MIAMI – Uncertainty about the future sustainability of pension systems is creating headaches for governments across Latin America, especially considering that overhaul proposals are often deeply unpopular and can even trigger social unrest.
Rapidly aging populations are the biggest concern for policy makers immersed in this issue, with countries such as Nicaragua, Mexico and Chile projected to see rates of aging that are up to three times those of some European nations.
While there are currently nearly 50 million people in the region 65 years or older, that number is forecast to quadruple to 200 million by 2065.
“The problem is that no system is thinking about that rapid aging. Reforms are needed and they’re trying to make adjustments, but they’re not being carried out quickly enough,” Mariano Bosch, principal economist and pensions coordinator at the Inter-American Development Bank’s Labor Market and Social Security Unit, told EFE.
DETONATOR OF SOCIAL UNREST
With many countries of the region virtually stagnant economically and on the cusp of a so-called “demographic winter,” demonstrations both in favor and against pension reform have spread throughout the region.
In Nicaragua, that issue triggered a socio-political crisis that has left hundreds dead since April 2018.
A controversial overhaul measure in that Central American country that raised contributions for employees and workers while reducing the benefits of new pensions by up to 30 percent was relaunched early this year despite the crisis, further ratcheting up opposition to the reform plan.
In the case of current massive unrest in Chile, one of the key demands of protesters is an overhaul of the country’s system of mandatory individual retirement accounts – also called capitalization – that was installed during Gen. Augusto Pinochet’s 1973-1990 dictatorship.
The Chilean population complains that pension fund management companies make enormous profits through their investments in the financial markets but that this money does not trickle down to retirees in the form of adequate pension payouts.
In Brazil, rightist President Jair Bolsonaro’s flagship project to shore up public finances and boost economic growth also has sparked opposition.
The initiative, which encompasses nearly all workers in both the public and private sectors, recently received congressional approval and is to be signed into law soon by Bolsonaro, imposes a mandatory minimum retirement age of 65 for men and 62 for women.
Under the previous rules, many Brazilians were able to retire with a full pension in their 50s.
THE PLIGHT OF RETIREES
The situation of retirees is most acute in Venezuela and Argentina, which are mired in deep recessions and have sky-high inflation rates that have eroded purchasing power.
There are 4.5 million pensioners in Venezuela and they all receive on a monthly basis the equivalent of one legal minimum salary: 150,000 bolivars or $6.90.
In Argentina, retirees are among those hardest hit by that nation’s severe crisis, with the average pension payout in October amounting to just 13,437 pesos (around $218) while the price of the basket of basic goods is more than double – 37,815 pesos ($595.50).

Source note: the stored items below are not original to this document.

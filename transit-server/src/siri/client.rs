//! SIRI stop monitoring HTTP client.
//!
//! Every outbound call goes through the response cache first, then through
//! the source's circuit breaker. Provider trouble never fails the caller's
//! request: it is logged, recorded as an external failure, and reported as
//! "no real-time data" so the caller can use the base schedule.

use std::fmt;
use std::sync::Arc;
use std::time::Duration;

use chrono::{DateTime, Utc};
use reqwest::header::{CONTENT_TYPE, HeaderMap, HeaderValue};
use serde::Serialize;
use tracing::{debug, error};

use crate::cache::{CachedResponse, ResponseCache};
use crate::circuit_breaker::{BreakerError, BreakerSnapshot, CircuitBreaker, CircuitBreakerConfig};
use crate::domain::{RealTimePassage, RoutePoint};

use super::error::SiriError;
use super::recorder::{FailureRecorder, LogFailureRecorder};
use super::request::stop_monitoring_request;
use super::response::{VisitFilter, parse_passages};

/// Default timeout for a provider call.
const DEFAULT_TIMEOUT: Duration = Duration::from_secs(10);

/// Configuration for a SIRI source.
#[derive(Debug, Clone)]
pub struct SiriConfig {
    /// Real-time system id. Also the cache scope.
    pub id: String,
    /// Stop monitoring endpoint.
    pub service_url: String,
    /// Our login with the provider.
    pub requestor_ref: String,
    /// Tag of the object codes to send and match (defaults to `id`).
    pub object_id_tag: Option<String>,
    /// Tag of destination codes published by this provider.
    pub destination_id_tag: Option<String>,
    /// Per-call timeout.
    pub timeout: Duration,
    /// Circuit breaker settings.
    pub circuit_breaker: CircuitBreakerConfig,
}

impl SiriConfig {
    /// Create a config with default timeout and breaker settings.
    pub fn new(
        id: impl Into<String>,
        service_url: impl Into<String>,
        requestor_ref: impl Into<String>,
    ) -> Self {
        Self {
            id: id.into(),
            service_url: service_url.into(),
            requestor_ref: requestor_ref.into(),
            object_id_tag: None,
            destination_id_tag: None,
            timeout: DEFAULT_TIMEOUT,
            circuit_breaker: CircuitBreakerConfig::default(),
        }
    }

    /// Match codes published under `tag` instead of the system id.
    pub fn with_object_id_tag(mut self, tag: impl Into<String>) -> Self {
        self.object_id_tag = Some(tag.into());
        self
    }

    /// Set the destination code tag.
    pub fn with_destination_id_tag(mut self, tag: impl Into<String>) -> Self {
        self.destination_id_tag = Some(tag.into());
        self
    }

    /// Set the per-call timeout.
    pub fn with_timeout(mut self, timeout: Duration) -> Self {
        self.timeout = timeout;
        self
    }

    /// Set circuit breaker settings.
    pub fn with_circuit_breaker(mut self, config: CircuitBreakerConfig) -> Self {
        self.circuit_breaker = config;
        self
    }
}

/// Observability snapshot of a source.
#[derive(Debug, Clone, PartialEq, Eq, Serialize)]
pub struct SourceStatus {
    pub id: String,
    /// Tag of destination codes, if configured.
    pub destination_id_tag: Option<String>,
    /// Call timeout in seconds.
    pub timeout: u64,
    pub circuit_breaker: BreakerSnapshot,
}

/// Client for one SIRI real-time system.
pub struct SiriClient {
    http: reqwest::Client,
    id: String,
    service_url: String,
    requestor_ref: String,
    object_id_tag: String,
    destination_id_tag: Option<String>,
    timeout: Duration,
    breaker: CircuitBreaker,
    cache: ResponseCache,
    recorder: Arc<dyn FailureRecorder>,
}

impl SiriClient {
    /// Create a client. Responses are stored in `cache`, which may be shared
    /// with other sources.
    pub fn new(config: SiriConfig, cache: ResponseCache) -> Result<Self, SiriError> {
        let mut headers = HeaderMap::new();
        headers.insert(
            CONTENT_TYPE,
            HeaderValue::from_static("text/xml; charset=UTF-8"),
        );

        let http = reqwest::Client::builder()
            .default_headers(headers)
            .timeout(config.timeout)
            .build()?;

        let object_id_tag = config.object_id_tag.unwrap_or_else(|| config.id.clone());
        let breaker = CircuitBreaker::new(config.id.clone(), config.circuit_breaker);

        Ok(Self {
            http,
            id: config.id,
            service_url: config.service_url,
            requestor_ref: config.requestor_ref,
            object_id_tag,
            destination_id_tag: config.destination_id_tag,
            timeout: config.timeout,
            breaker,
            cache,
            recorder: Arc::new(LogFailureRecorder),
        })
    }

    /// Report external failures to `recorder` instead of only logging them.
    pub fn with_recorder(mut self, recorder: Arc<dyn FailureRecorder>) -> Self {
        self.recorder = recorder;
        self
    }

    /// Real-time system id.
    pub fn id(&self) -> &str {
        &self.id
    }

    /// Tag used to resolve route point codes.
    pub fn object_id_tag(&self) -> &str {
        &self.object_id_tag
    }

    /// Get the next passages at a route point.
    ///
    /// Returns `Ok(None)` when no real-time data could be obtained (the
    /// caller should use the base schedule), and `Ok(Some(..))` with the
    /// matching passages otherwise. Malformed provider responses are errors.
    ///
    /// `_current_dt` is accepted for interface compatibility with other
    /// real-time sources; passages are not filtered against it.
    pub async fn next_passages(
        &self,
        route_point: &RoutePoint,
        count: u32,
        from_dt: DateTime<Utc>,
        _current_dt: DateTime<Utc>,
    ) -> Result<Option<Vec<RealTimePassage>>, SiriError> {
        let Some(stop) = route_point.fetch_stop_id(&self.object_id_tag) else {
            debug!(
                rt_system_id = %self.id,
                tag = %self.object_id_tag,
                "route point has no stop code for this source"
            );
            return Ok(None);
        };

        let request = stop_monitoring_request(from_dt, &self.requestor_ref, stop, count);

        let Some(response) = self.call_siri(&request).await else {
            return Ok(None);
        };
        if !response.is_ok() {
            debug!(
                rt_system_id = %self.id,
                status = response.status,
                "siri provider answered with an error status"
            );
            return Ok(None);
        }

        debug!(rt_system_id = %self.id, stop, body = %response.body, "siri response");

        let filter = VisitFilter {
            stop,
            line: route_point.fetch_line_id(&self.object_id_tag),
            route: route_point.fetch_route_id(&self.object_id_tag),
        };

        match parse_passages(&response.body, &filter) {
            Ok(passages) => Ok(Some(passages)),
            Err(e) => {
                error!(rt_system_id = %self.id, stop, error = %e, "invalid siri response");
                Err(e)
            }
        }
    }

    /// Status snapshot, for observability.
    pub fn status(&self) -> SourceStatus {
        SourceStatus {
            id: self.id.clone(),
            destination_id_tag: self.destination_id_tag.clone(),
            timeout: self.timeout.as_secs(),
            circuit_breaker: self.breaker.snapshot(),
        }
    }

    /// Mark this source's data as degraded.
    pub fn record_external_failure(&self, reason: &str) {
        self.recorder.record_external_failure(&self.id, reason);
    }

    /// Fetch the raw response for `request`, from cache or provider.
    ///
    /// Identical requests in flight at the same time share one provider
    /// call. Returns `None` (after recording the failure once) when the
    /// provider could not be reached.
    async fn call_siri(&self, request: &str) -> Option<Arc<CachedResponse>> {
        let fetch = async {
            debug!(rt_system_id = %self.id, url = %self.service_url, "posting siri request");
            match self.breaker.call(|| self.post(request)).await {
                Ok(response) => Ok(Arc::new(response)),
                Err(e) => {
                    self.report_call_failure(&e);
                    Err(e)
                }
            }
        };

        self.cache.get_or_fetch(&self.id, request, fetch).await.ok()
    }

    fn report_call_failure(&self, err: &BreakerError<reqwest::Error>) {
        match err {
            BreakerError::Open => {
                error!(
                    rt_system_id = %self.id,
                    "siri RT service dead, using base schedule (circuit breaker open)"
                );
                self.record_external_failure("circuit breaker open");
            }
            BreakerError::Inner(e) if e.is_timeout() => {
                error!(
                    rt_system_id = %self.id,
                    error = %e,
                    "siri RT service timeout, using base schedule"
                );
                self.record_external_failure("timeout");
            }
            BreakerError::Inner(e) => {
                error!(
                    rt_system_id = %self.id,
                    error = %e,
                    "siri RT error, using base schedule"
                );
                self.record_external_failure(&e.to_string());
            }
        }
    }

    async fn post(&self, request: &str) -> Result<CachedResponse, reqwest::Error> {
        let response = self
            .http
            .post(&self.service_url)
            .body(request.to_string())
            .send()
            .await?;

        let status = response.status().as_u16();
        let body = response.text().await?;

        Ok(CachedResponse::new(status, body))
    }
}

impl fmt::Display for SiriClient {
    fn fmt(&self, f: &mut fmt::Formatter<'_>) -> fmt::Result {
        f.write_str(&self.id)
    }
}

impl fmt::Debug for SiriClient {
    fn fmt(&self, f: &mut fmt::Formatter<'_>) -> fmt::Result {
        f.debug_struct("SiriClient")
            .field("id", &self.id)
            .field("service_url", &self.service_url)
            .field("object_id_tag", &self.object_id_tag)
            .field("timeout", &self.timeout)
            .field("breaker", &self.breaker)
            .finish_non_exhaustive()
    }
}
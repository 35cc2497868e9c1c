//! Fallback computation error types.

use crate::async_value::TaskFailed;

use super::backend::StreetNetworkError;

/// Errors from a fallback duration computation.
///
/// An empty or short routing matrix is not an error; the computation then
/// falls back to free-access places only.
#[derive(Debug, Clone, PartialEq, Eq, thiserror::Error)]
pub enum FallbackError {
    /// The routing collaborator failed.
    #[error(transparent)]
    Routing(#[from] StreetNetworkError),

    /// An input (or the computation itself) never resolved.
    #[error(transparent)]
    Task(#[from] TaskFailed),
}
//! Application state for the web layer.

use std::sync::Arc;

use crate::siri::SiriClient;

/// Shared application state.
#[derive(Clone)]
pub struct AppState {
    /// Real-time source answering stop monitoring queries
    pub siri: Arc<SiriClient>,
}

impl AppState {
    /// Create a new app state.
    pub fn new(siri: SiriClient) -> Self {
        Self {
            siri: Arc::new(siri),
        }
    }
}
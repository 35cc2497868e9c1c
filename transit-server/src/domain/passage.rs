//! Real-time passage type.

use chrono::{DateTime, NaiveDateTime, Utc};
use serde::Serialize;

/// Error returned when a SIRI timestamp can't be parsed.
#[derive(Debug, Clone, PartialEq, Eq, thiserror::Error)]
#[error("invalid ISO-8601 datetime: {input}")]
pub struct InvalidDateTime {
    input: String,
}

/// One upcoming departure reported by a real-time system.
#[derive(Debug, Clone, PartialEq, Eq, Serialize)]
pub struct RealTimePassage {
    /// Expected departure time.
    pub datetime: DateTime<Utc>,

    /// Destination label, as published by the provider.
    pub destination: Option<String>,
}

impl RealTimePassage {
    /// Create a new passage.
    pub fn new(datetime: DateTime<Utc>, destination: Option<String>) -> Self {
        Self {
            datetime,
            destination,
        }
    }
}

/// Parse an ISO-8601 datetime as published in SIRI feeds.
///
/// Offsets are honoured and normalised to UTC. Datetimes without an offset
/// are taken to be UTC already.
///
/// # Examples
///
/// ```
/// use transit_server::domain::parse_iso_datetime;
///
/// let dt = parse_iso_datetime("2024-01-01T09:05:00+01:00").unwrap();
/// assert_eq!(dt.to_rfc3339(), "2024-01-01T08:05:00+00:00");
///
/// let naive = parse_iso_datetime("2024-01-01T08:05:00").unwrap();
/// assert_eq!(naive, dt);
/// ```
pub fn parse_iso_datetime(s: &str) -> Result<DateTime<Utc>, InvalidDateTime> {
    let s = s.trim();

    if let Ok(dt) = DateTime::parse_from_rfc3339(s) {
        return Ok(dt.with_timezone(&Utc));
    }

    // %.f accepts an absent fractional part
    NaiveDateTime::parse_from_str(s, "%Y-%m-%dT%H:%M:%S%.f")
        .map(|naive| naive.and_utc())
        .map_err(|_| InvalidDateTime {
            input: s.to_string(),
        })
}
//! Route point identifiers.
//!
//! A route point is a (stop point, line, route) triple. Each of the three
//! objects carries external codes published by the various real-time
//! systems, keyed by an object-id tag (usually the real-time system id).

use std::collections::HashMap;

/// External codes of a single object, keyed by object-id tag.
#[derive(Debug, Clone, Default, PartialEq, Eq)]
pub struct ObjectCodes(HashMap<String, String>);

impl ObjectCodes {
    /// Create an empty code set.
    pub fn new() -> Self {
        Self::default()
    }

    /// Add a code under the given tag, replacing any previous one.
    pub fn insert(&mut self, tag: impl Into<String>, code: impl Into<String>) {
        self.0.insert(tag.into(), code.into());
    }

    /// Builder-style variant of [`ObjectCodes::insert`].
    pub fn with(mut self, tag: impl Into<String>, code: impl Into<String>) -> Self {
        self.insert(tag, code);
        self
    }

    /// Look up the code published under `tag`.
    pub fn get(&self, tag: &str) -> Option<&str> {
        self.0.get(tag).map(String::as_str)
    }
}

/// A stop point served by a given line on a given route.
///
/// Identifier resolution is tag based: the same route point can be known
/// as `"StopPoint:42"` by one real-time system and `"A42"` by another.
///
/// # Examples
///
/// ```
/// use transit_server::domain::{ObjectCodes, RoutePoint};
///
/// let rp = RoutePoint::new(
///     ObjectCodes::new().with("siri", "STOP_1"),
///     ObjectCodes::new().with("siri", "L1"),
///     ObjectCodes::new().with("siri", "Northbound"),
/// );
///
/// assert_eq!(rp.fetch_stop_id("siri"), Some("STOP_1"));
/// assert_eq!(rp.fetch_line_id("other"), None);
/// ```
#[derive(Debug, Clone, Default, PartialEq, Eq)]
pub struct RoutePoint {
    stop_point: ObjectCodes,
    line: ObjectCodes,
    route: ObjectCodes,
}

impl RoutePoint {
    /// Create a route point from the codes of its three objects.
    pub fn new(stop_point: ObjectCodes, line: ObjectCodes, route: ObjectCodes) -> Self {
        Self {
            stop_point,
            line,
            route,
        }
    }

    /// Create a route point known under a single tag.
    pub fn single_tag(
        tag: &str,
        stop_point: impl Into<String>,
        line: impl Into<String>,
        route: impl Into<String>,
    ) -> Self {
        Self {
            stop_point: ObjectCodes::new().with(tag, stop_point),
            line: ObjectCodes::new().with(tag, line),
            route: ObjectCodes::new().with(tag, route),
        }
    }

    /// Stop point code under `tag`.
    pub fn fetch_stop_id(&self, tag: &str) -> Option<&str> {
        self.stop_point.get(tag)
    }

    /// Line code under `tag`.
    pub fn fetch_line_id(&self, tag: &str) -> Option<&str> {
        self.line.get(tag)
    }

    /// Route code under `tag`.
    pub fn fetch_route_id(&self, tag: &str) -> Option<&str> {
        self.route.get(tag)
    }
}
//! External failure reporting.

use tracing::warn;

/// Receives notice that a real-time source could not provide data.
///
/// Called once per failed provider call, after which the caller falls back
/// to scheduled data. Implementations decide what "degraded" means
/// downstream (metrics, alerting, ...).
pub trait FailureRecorder: Send + Sync {
    fn record_external_failure(&self, rt_system_id: &str, reason: &str);
}

/// Recorder that only emits a log event.
#[derive(Debug, Clone, Copy, Default)]
pub struct LogFailureRecorder;

impl FailureRecorder for LogFailureRecorder {
    fn record_external_failure(&self, rt_system_id: &str, reason: &str) {
        warn!(rt_system_id, reason, "external failure on real-time source");
    }
}
//! Fallback duration computation.
//!
//! Before searching public transport, a journey planner needs to know how
//! long it takes to reach the network from the origin (and to leave it at
//! the destination) with each street-network mode. This module computes
//! those "fallback" durations concurrently, one task per mode.

mod backend;
mod durations;
mod error;
mod pool;
mod types;

#[cfg(test)]
mod test_support;

pub use backend::{RoutingBackend, StreetNetworkError};
pub use durations::{FallbackContext, FallbackDurationsCalculator};
pub use error::FallbackError;
pub use pool::FallbackDurationsPool;
pub use types::{
    DurationElement, FallbackDurations, FallbackRequest, MatrixRow, PlacesFreeAccess,
    ProximitiesByCrowflyPool, RoutingMatrix, RoutingResponse, RoutingStatus, SpeedSwitcher,
};
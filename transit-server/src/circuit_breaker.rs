//! Circuit breaker for outbound real-time calls.
//!
//! Each real-time source owns one breaker. After `failure_threshold`
//! consecutive failures the circuit opens and calls are refused without
//! touching the remote system. Once `reset_timeout` has elapsed the next
//! call is let through as a trial: success closes the circuit, failure
//! opens it again for another `reset_timeout`. Only one trial runs at a
//! time; other calls are refused while it is in flight.
//!
//! ```text
//! Closed ──[failure_threshold failures]──> Open
//!   ▲                                        │
//!   │                                        │ [reset_timeout elapsed, next call]
//!   │                                        ▼
//!   └────────────[trial succeeds]──────── HalfOpen
//!                 [trial fails] ──────────> Open
//! ```

use std::fmt;
use std::future::Future;
use std::time::{Duration, Instant};

use parking_lot::Mutex;
use serde::Serialize;
use tracing::{debug, warn};

/// Default number of consecutive failures before the circuit opens.
const DEFAULT_FAILURE_THRESHOLD: u32 = 5;

/// Default time the circuit stays open before allowing a trial call.
const DEFAULT_RESET_TIMEOUT: Duration = Duration::from_secs(60);

/// Configuration for a circuit breaker.
#[derive(Debug, Clone, PartialEq, Eq)]
pub struct CircuitBreakerConfig {
    /// Consecutive failures needed to open the circuit.
    pub failure_threshold: u32,
    /// How long the circuit stays open before a trial call.
    pub reset_timeout: Duration,
}

impl CircuitBreakerConfig {
    pub fn new(failure_threshold: u32, reset_timeout: Duration) -> Self {
        Self {
            failure_threshold,
            reset_timeout,
        }
    }
}

impl Default for CircuitBreakerConfig {
    fn default() -> Self {
        Self {
            failure_threshold: DEFAULT_FAILURE_THRESHOLD,
            reset_timeout: DEFAULT_RESET_TIMEOUT,
        }
    }
}

/// State of a circuit breaker.
#[derive(Debug, Clone, Copy, PartialEq, Eq, Serialize)]
#[serde(rename_all = "kebab-case")]
pub enum CircuitState {
    /// Calls pass through.
    Closed,
    /// Calls are refused.
    Open,
    /// The next call decides whether the circuit closes again.
    HalfOpen,
}

impl fmt::Display for CircuitState {
    fn fmt(&self, f: &mut fmt::Formatter<'_>) -> fmt::Result {
        match self {
            CircuitState::Closed => f.write_str("closed"),
            CircuitState::Open => f.write_str("open"),
            CircuitState::HalfOpen => f.write_str("half-open"),
        }
    }
}

/// Error returned by [`CircuitBreaker::call`].
#[derive(Debug, thiserror::Error)]
pub enum BreakerError<E> {
    /// The circuit is open; the call was not attempted.
    #[error("circuit breaker open")]
    Open,

    /// The call was attempted and failed.
    #[error("{0}")]
    Inner(E),
}

/// Read-only view of a breaker, for status reporting.
#[derive(Debug, Clone, PartialEq, Eq, Serialize)]
pub struct BreakerSnapshot {
    pub current_state: CircuitState,
    pub fail_counter: u32,
    /// Reset timeout in seconds.
    pub reset_timeout: u64,
}

#[derive(Debug)]
struct BreakerState {
    state: CircuitState,
    fail_counter: u32,
    opened_at: Option<Instant>,
    /// A half-open trial call is running.
    trial_in_flight: bool,
}

/// How a call was admitted.
#[derive(Debug, Clone, Copy, PartialEq, Eq)]
enum Permit {
    Normal,
    Trial,
}

/// Releases the trial slot if the trial call is dropped before completing.
struct TrialGuard<'a> {
    breaker: &'a CircuitBreaker,
    armed: bool,
}

impl Drop for TrialGuard<'_> {
    fn drop(&mut self) {
        if self.armed {
            self.breaker.state.lock().trial_in_flight = false;
        }
    }
}

/// Circuit breaker guarding calls to a single remote system.
///
/// Safe to share between tasks; state updates are serialized behind a
/// mutex that is never held across an await point.
#[derive(Debug)]
pub struct CircuitBreaker {
    name: String,
    config: CircuitBreakerConfig,
    state: Mutex<BreakerState>,
}

impl CircuitBreaker {
    /// Create a closed breaker.
    pub fn new(name: impl Into<String>, config: CircuitBreakerConfig) -> Self {
        Self {
            name: name.into(),
            config,
            state: Mutex::new(BreakerState {
                state: CircuitState::Closed,
                fail_counter: 0,
                opened_at: None,
                trial_in_flight: false,
            }),
        }
    }

    /// Current state, as last recorded. Does not trigger the
    /// open → half-open transition; only a call does that.
    pub fn current_state(&self) -> CircuitState {
        self.state.lock().state
    }

    /// Number of consecutive failures recorded.
    pub fn fail_counter(&self) -> u32 {
        self.state.lock().fail_counter
    }

    /// Snapshot for status reporting.
    pub fn snapshot(&self) -> BreakerSnapshot {
        let state = self.state.lock();
        BreakerSnapshot {
            current_state: state.state,
            fail_counter: state.fail_counter,
            reset_timeout: self.config.reset_timeout.as_secs(),
        }
    }

    /// Run `f` through the breaker.
    ///
    /// Returns [`BreakerError::Open`] without calling `f` when the circuit
    /// is open, or half-open with a trial already running. Otherwise the
    /// outcome of `f` is recorded and returned.
    pub async fn call<F, Fut, T, E>(&self, f: F) -> Result<T, BreakerError<E>>
    where
        F: FnOnce() -> Fut,
        Fut: Future<Output = Result<T, E>>,
    {
        let Some(permit) = self.try_acquire() else {
            return Err(BreakerError::Open);
        };

        let mut guard = TrialGuard {
            breaker: self,
            armed: permit == Permit::Trial,
        };
        let outcome = f().await;
        guard.armed = false;

        match outcome {
            Ok(value) => {
                self.on_success(permit);
                Ok(value)
            }
            Err(e) => {
                self.on_failure(permit);
                Err(BreakerError::Inner(e))
            }
        }
    }

    /// Decide whether a call may go through, moving open → half-open when
    /// the reset timeout has elapsed.
    fn try_acquire(&self) -> Option<Permit> {
        let mut state = self.state.lock();
        match state.state {
            CircuitState::Closed => Some(Permit::Normal),
            CircuitState::HalfOpen if state.trial_in_flight => None,
            CircuitState::HalfOpen => {
                state.trial_in_flight = true;
                Some(Permit::Trial)
            }
            CircuitState::Open => {
                let elapsed = state.opened_at.map(|t| t.elapsed()).unwrap_or_default();
                if elapsed < self.config.reset_timeout {
                    return None;
                }
                debug!(breaker = %self.name, "circuit half-open, allowing trial call");
                state.state = CircuitState::HalfOpen;
                state.trial_in_flight = true;
                Some(Permit::Trial)
            }
        }
    }

    fn on_success(&self, permit: Permit) {
        let mut state = self.state.lock();
        if permit == Permit::Trial {
            debug!(breaker = %self.name, "trial call succeeded, circuit closed");
        }
        state.state = CircuitState::Closed;
        state.fail_counter = 0;
        state.opened_at = None;
        state.trial_in_flight = false;
    }

    fn on_failure(&self, permit: Permit) {
        let mut state = self.state.lock();
        state.fail_counter = state.fail_counter.saturating_add(1);
        if permit == Permit::Trial {
            state.trial_in_flight = false;
        }

        let trips = match (state.state, permit) {
            (CircuitState::HalfOpen, Permit::Trial) => true,
            (CircuitState::Closed, _) => state.fail_counter >= self.config.failure_threshold,
            // Calls admitted before another one opened the circuit.
            (CircuitState::HalfOpen, Permit::Normal) | (CircuitState::Open, _) => false,
        };

        if trips {
            warn!(
                breaker = %self.name,
                failures = state.fail_counter,
                reset_timeout_secs = self.config.reset_timeout.as_secs(),
                "circuit opened"
            );
            state.state = CircuitState::Open;
            state.opened_at = Some(Instant::now());
        }
    }
}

In Mexico, it is estimated that 80,000 Mexicans will reach retirement age in 2022 but that seven out 10 will not have accumulated the 1,250 weeks of contributions necessary to access a minimum guaranteed pension.
That concern is also pressing in the Dominican Republic, where people need to have made at least 30 years of contributions and be a minimum age of 60 years old to qualify for old-age pension benefits.
The International Labour Organization has calculated that more than half of older persons in Latin America do not receive a pension from a contributory system and are therefore forced to remain active in the labor market.
Bosch said urgent reforms to pension systems are needed to correct this problem, noting that many workers do not meet years of contribution requirements because they were either unemployed at a particular time or were among the roughly 140 million people across the region forced to work in the informal sector.
PENSION REFORM IS ESSENTIAL
Much of the region has implemented distribution systems in which retirees’ pensions are funded by the contributions of the current workforce, while others have adopted a system of individual capitalization managed by private companies.
But no matter the model all countries must make corrections in response to the demographic pressure; failure to do so “will make the systems more costly for the state,” Bosch said.
“Here we have a call to action. The longer they take, the tougher the adjustments will be,” he added.